Minimum Expenditure Basket in Malawi - Round 30: 1st to 5th June 2021 - A look at Food Prices and Availability in Times of COVID-19

Originally published



  • Since the previous round, the Survival Minimum Expenditure Baskets (SMEBs) for the rural North and the rural Centre increased, while the SMEB for the urban areas declined. No significant change was observed in SMEB for the rural South. Increases in the prices of maize grain and firewood caused an increase in the SMEB for the rural North, while increases in the prices of cassava, fish, and firewood led to a rise in the SMEB in the rural Centre. The decrease in the SMEB for urban areas arose from decreases in the prices of charcoal and bathing soap.

  • The national average maize grain price further decreased to MK 129 per kg from MK 130 in Round 29. The June 2021 ban by Zimbabwe—one of the primary maize exporter markets for Malawi—on the importation of maize grain and other products may have triggered a reduction in the prices of maize grain in local markets (due to over availability).

  • The prices of beans marginally decreased by 0.3 percent, while the prices of cowpeas and pigeon peas both fell by 2 percent compared to the previous round.

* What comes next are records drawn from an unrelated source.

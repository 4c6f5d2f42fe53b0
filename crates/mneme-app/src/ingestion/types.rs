use std::time::Duration;

use bon::Builder;
use strum::IntoEnumIterator;
use thiserror::Error;

use crate::config::SyncConfig;
use crate::store::{SnapshotRef, Source, StoreError};

/// Options governing one sync run.
#[derive(Debug, Clone, Builder)]
pub struct SyncOptions {
    /// Snapshots submitted concurrently within one group.
    #[builder(default = 3)]
    pub concurrency: usize,
    /// Discover snapshots without submitting anything.
    #[builder(default = false)]
    pub dry_run: bool,
    /// Stagger applied to downloads inside a group.
    #[builder(default = Duration::from_millis(500))]
    pub inter_item_delay: Duration,
    /// Budget for one submission attempt.
    #[builder(default = Duration::from_secs(30))]
    pub submit_timeout: Duration,
    /// Total submission attempts per snapshot, first attempt included.
    #[builder(default = 3)]
    pub max_retries: usize,
    /// Consecutive submission timeouts tolerated before the run aborts.
    #[builder(default = 10)]
    pub max_consecutive_timeouts: u32,
}

/// Explicit per-invocation overrides layered over configured defaults.
#[derive(Debug, Clone, Copy, Default)]
pub struct SyncOverrides {
    pub concurrency: Option<usize>,
    pub dry_run: bool,
    pub delay_ms: Option<u64>,
    pub timeout_ms: Option<u64>,
    pub max_retries: Option<usize>,
    pub max_consecutive_timeouts: Option<u32>,
}

impl SyncOptions {
    /// Layered resolution: explicit override, then configured value (which
    /// itself already folded in the built-in defaults).
    pub fn resolve(overrides: &SyncOverrides, cfg: &SyncConfig) -> Result<Self, IngestError> {
        let concurrency = overrides.concurrency.unwrap_or(cfg.concurrency);
        if concurrency == 0 {
            return Err(IngestError::InvalidOptions(
                "concurrency must be at least 1".to_string(),
            ));
        }
        let timeout_ms = overrides.timeout_ms.unwrap_or(cfg.timeout_ms);
        if timeout_ms == 0 {
            return Err(IngestError::InvalidOptions(
                "timeout must be positive".to_string(),
            ));
        }
        let max_retries = overrides.max_retries.unwrap_or(cfg.max_retries);
        if max_retries == 0 {
            return Err(IngestError::InvalidOptions(
                "max retries must allow at least one attempt".to_string(),
            ));
        }
        let max_consecutive_timeouts = overrides
            .max_consecutive_timeouts
            .unwrap_or(cfg.max_consecutive_timeouts);
        if max_consecutive_timeouts == 0 {
            return Err(IngestError::InvalidOptions(
                "max consecutive timeouts must be at least 1".to_string(),
            ));
        }

        Ok(SyncOptions::builder()
            .concurrency(concurrency)
            .dry_run(overrides.dry_run)
            .inter_item_delay(Duration::from_millis(
                overrides.delay_ms.unwrap_or(cfg.delay_ms),
            ))
            .submit_timeout(Duration::from_millis(timeout_ms))
            .max_retries(max_retries)
            .max_consecutive_timeouts(max_consecutive_timeouts)
            .build())
    }
}

/// Which snapshot collections one invocation processes.
#[derive(Debug, Clone, Copy, PartialEq, Eq)]
pub enum Selector {
    One(Source),
    All,
}

impl Selector {
    /// Sources in their fixed processing order.
    pub fn sources(self) -> Vec<Source> {
        match self {
            Selector::One(source) => vec![source],
            Selector::All => Source::iter().collect(),
        }
    }
}

/// Outcome of one snapshot's submission, recorded exactly once per run.
#[derive(Debug, Clone)]
pub struct SubmissionResult {
    pub source: Source,
    pub object: String,
    pub success: bool,
    pub status: Option<u16>,
    pub error: Option<String>,
}

impl SubmissionResult {
    pub fn accepted(snapshot: &SnapshotRef, status: u16) -> Self {
        Self {
            source: snapshot.source,
            object: snapshot.name.clone(),
            success: true,
            status: Some(status),
            error: None,
        }
    }

    pub fn rejected(snapshot: &SnapshotRef, status: Option<u16>, detail: String) -> Self {
        Self {
            source: snapshot.source,
            object: snapshot.name.clone(),
            success: false,
            status,
            error: Some(detail),
        }
    }
}

/// Aggregate over one source's run.
#[derive(Debug, Clone)]
pub struct SourceReport {
    pub source: Source,
    pub total: usize,
    pub success: usize,
    pub failed: usize,
    pub results: Vec<SubmissionResult>,
}

impl SourceReport {
    pub fn empty(source: Source) -> Self {
        Self {
            source,
            total: 0,
            success: 0,
            failed: 0,
            results: Vec::new(),
        }
    }

    /// Dry-run report: discovery count only, nothing submitted.
    pub fn discovered(source: Source, total: usize) -> Self {
        Self {
            source,
            total,
            success: 0,
            failed: 0,
            results: Vec::new(),
        }
    }

    pub fn from_results(source: Source, total: usize, results: Vec<SubmissionResult>) -> Self {
        let success = results.iter().filter(|result| result.success).count();
        let failed = results.len() - success;
        Self {
            source,
            total,
            success,
            failed,
            results,
        }
    }
}

/// One source's listing or connectivity failure inside a combined run.
#[derive(Debug, Clone)]
pub struct SourceFailure {
    pub source: Source,
    pub detail: String,
}

/// Aggregate over all sources processed in one invocation.
#[derive(Debug, Default)]
pub struct RunReport {
    pub reports: Vec<SourceReport>,
    pub failures: Vec<SourceFailure>,
}

impl RunReport {
    pub fn total(&self) -> usize {
        self.reports.iter().map(|report| report.total).sum()
    }

    pub fn success(&self) -> usize {
        self.reports.iter().map(|report| report.success).sum()
    }

    pub fn failed(&self) -> usize {
        self.reports.iter().map(|report| report.failed).sum()
    }
}

/// Error type shared across the ingestion pipeline.
#[derive(Debug, Error)]
pub enum IngestError {
    #[error("invalid indexer endpoint `{0}`")]
    InvalidEndpoint(String),
    #[error("invalid sync option: {0}")]
    InvalidOptions(String),
    #[error("request error during `{stage}`: {source}")]
    Request {
        stage: &'static str,
        #[source]
        source: reqwest::Error,
    },
    #[error("store error during `{stage}`: {source}")]
    Store {
        stage: &'static str,
        #[source]
        source: StoreError,
    },
    #[error("submission task failed to complete: {0}")]
    TaskJoin(String),
    #[error("aborting after {count} consecutive submission timeouts")]
    CircuitBreaker { count: u32 },
}

impl IngestError {
    pub fn request(stage: &'static str, source: reqwest::Error) -> Self {
        Self::Request { stage, source }
    }

    pub fn store(stage: &'static str, source: StoreError) -> Self {
        Self::Store { stage, source }
    }
}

The continued fall in the prices of beans and cowpeas may be due to the increased supply of green beans from winter-irrigated farming, while the harvesting of pigeon peas has just peaked in most parts of the country.


During this reporting period, the country continued administering COVID-19 vaccinations as part of its national campaign, which was launched by the State President on the 11th of March, with the vaccine now available to anyone over the age of 18. During the same period, the Government also officially started administering the second dose of the vaccine.

Throughout this reporting period, the number of reported COVID-19 positive cases continued to decline. Between May 23rd (end of MEB Round 29 data collection) and June 5th (end of MEB Round 30 data collection), the number of active reported cases of COVID-19 decreased by approximately 23 percent. Across the nation, an uptick in movements, travel, and trade are being observed in response to the low caseload coupled with the ease-up on restrictions that was announced on April 20th.